She challenged Pope Francis to bring about “real, practical action on behalf of women”.

Commenting away from the main event, she said: “I believe that women should be ordained, I believe the theology on which that is based in pure codology.”

She also queried how the Church could tackle issues such as inequalities if at the same time excluding women “in perpetuity” from decision-making.

At the subsequent panel discussion, she was asked if the Church would survive the 21st century.

“It is a question many of us are posing,” she said. “Bishops are posing it, we will have a conference in May which poses the question whether the Church in Ireland has even five more years left.”

She referred to her own background, being raised as a Catholic in a part of Belfast during the Troubles and of being raised through the values propounded in the Gospel — values she said underpinned her presidency.

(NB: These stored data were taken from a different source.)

//! dupfind command-line entry point.

use clap::Parser;
use dupfind::{
    cli::Cli,
    error::{ExitCode, StructuredError},
    logging::init_logging,
};

fn main() {
    let cli = Cli::parse();
    let json_errors = cli.json_errors;
    init_logging(cli.verbose, cli.quiet);

    match dupfind::run_app(cli) {
        Ok(code) => std::process::exit(code.as_i32()),
        Err(err) => {
            let exit_code = ExitCode::GeneralError;
            log::debug!("Fatal error: {:?}", err);

            let structured = json_errors
                .then(|| serde_json::to_string_pretty(&StructuredError::new(&err, exit_code)).ok())
                .flatten();
            match structured {
                Some(json) => eprintln!("{}", json),
                None => eprintln!("[{}] Error: {:#}", exit_code.code_prefix(), err),
            }

            std::process::exit(exit_code.as_i32());
        }
    }
}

However, she said the Church became “an empire”, a patriarchal and misogynistic one which was only now being dismantled. She said the gravitational pull exerted by that patriarchy, misogyny and homophobia “has drained respect” from the Church, and also threatened to do likewise to the Gospel and its message of love and forgiveness.

“We are now at a moment where the most educated generation in history in Ireland are demanding that as the Church they want,” she said of the calls for change, “and if that is not available, they will walk away.”

She said she had done her best and that the people “who let me down are not very far from here”.